Rohit Kanaiya

Personal information
- Full name: Rohit Mahendra Kanaiya
- Born: 22 February 1973 (age 53) Chennai, Tamil Nadu, India
- Batting: Right-handed
- Bowling: Right-arm medium
- Relations: Jayantilal Mahendra (father)

International information
- National side: Denmark;

Career statistics
| Competition | List A |
| Matches | 2 |
| Runs scored | 7 |
| Batting average | 3.50 |
| 100s/50s | –/– |
| Top score | 7 |
| Balls bowled | 52 |
| Wickets | – |
| Bowling average | – |
| 5 wickets in innings | – |
| 10 wickets in match | – |
| Best bowling | – |
| Catches/stumpings | –/– |
- Source: Cricinfo, 16 January 2011

= Rohit Kanaiya =

Indian-born former Danish cricketer (born 1973)
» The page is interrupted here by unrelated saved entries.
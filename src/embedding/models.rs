//! Wire models for the Ollama `/api/embed` endpoint

use crate::error::{EmbedError, Result};
use serde::{Deserialize, Serialize};
use serde_json::Value;

/// Request body for `/api/embed`
#[derive(Debug, Clone, Serialize, Deserialize, PartialEq)]
pub struct EmbedRequest {
    /// Model name
    pub model: String,

    /// Text to embed
    pub input: String,
}

impl EmbedRequest {
    pub fn new(model: impl Into<String>, input: impl Into<String>) -> Self {
        Self {
            model: model.into(),
            input: input.into(),
        }
    }
}

/// Response from `/api/embed`.
///
/// Only `embeddings[0]` is decoded into numbers. The remaining vectors and the
/// metadata fields are kept as raw JSON so unexpected shapes there never fail a call.
#[derive(Debug, Clone, Serialize, Deserialize)]
pub struct EmbedResponse {
    /// One vector per input
    pub embeddings: Vec<Value>,

    /// Model that produced the vectors
    #[serde(default, skip_serializing_if = "Option::is_none")]
    pub model: Option<Value>,

    /// Total time spent generating, in nanoseconds
    #[serde(default, skip_serializing_if = "Option::is_none")]
    pub total_duration: Option<Value>,

    /// Time spent loading the model, in nanoseconds
    #[serde(default, skip_serializing_if = "Option::is_none")]
    pub load_duration: Option<Value>,

    /// Number of input tokens
    #[serde(default, skip_serializing_if = "Option::is_none")]
    pub prompt_eval_count: Option<Value>,
}

impl EmbedResponse {
    /// Decode the first embedding
    pub fn first_embedding(self) -> Result<Vec<f64>> {
        let first = self
            .embeddings
            .into_iter()
            .next()
            .ok_or(EmbedError::EmptyResponse)?;

        serde_json::from_value(first).map_err(EmbedError::Decode)
    }

    /// Model name, when the service reported one as a string
    pub fn model_name(&self) -> Option<&str> {
        self.model.as_ref().and_then(Value::as_str)
    }

    /// Generation and load time in milliseconds plus prompt token count, where reported as integers
    pub fn timings(&self) -> (Option<u64>, Option<u64>, Option<u64>) {
        let millis = |v: &Option<Value>| v.as_ref().and_then(Value::as_u64).map(|ns| ns / 1_000_000);

        (
            millis(&self.total_duration),
            millis(&self.load_duration),
            self.prompt_eval_count.as_ref().and_then(Value::as_u64),
        )
    }
}

/// Error body Ollama sends alongside non-2xx statuses
#[derive(Debug, Clone, Deserialize)]
pub struct ServiceError {
    pub error: String,
}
Rohit Mahendra Kanaiya (born 22 February 1973) is an Indian-born former Danish cricketer. Kanaiya was a right-handed batting who bowled right-arm medium pace. He was born at Chennai, Tamil Nadu.

Having moved to Denmark in 2001, Kanaiya made his debut for Denmark in the 2006 European Championship Division One, making two appearances against Ireland and the Netherlands. In 2009, he selected in Denmark's fifteen man squad for the World Cup Qualifier in South Africa. The matches in this tournament held List A status, with Kanaiya making two appearances against the Netherlands and Oman. Against the Netherlands, he was dismissed by Ryan ten Doeschate for 7 runs, Against Oman, he was dismissed by Tariq Hussain for a duck. Denmark finished the tournament in twelfth and last place, therefore failing to qualify for the 2011 World Cup. These matches were his final appearances for Denmark.

His father, Jayantilal Mahendra, played first-class cricket in India for Kerala.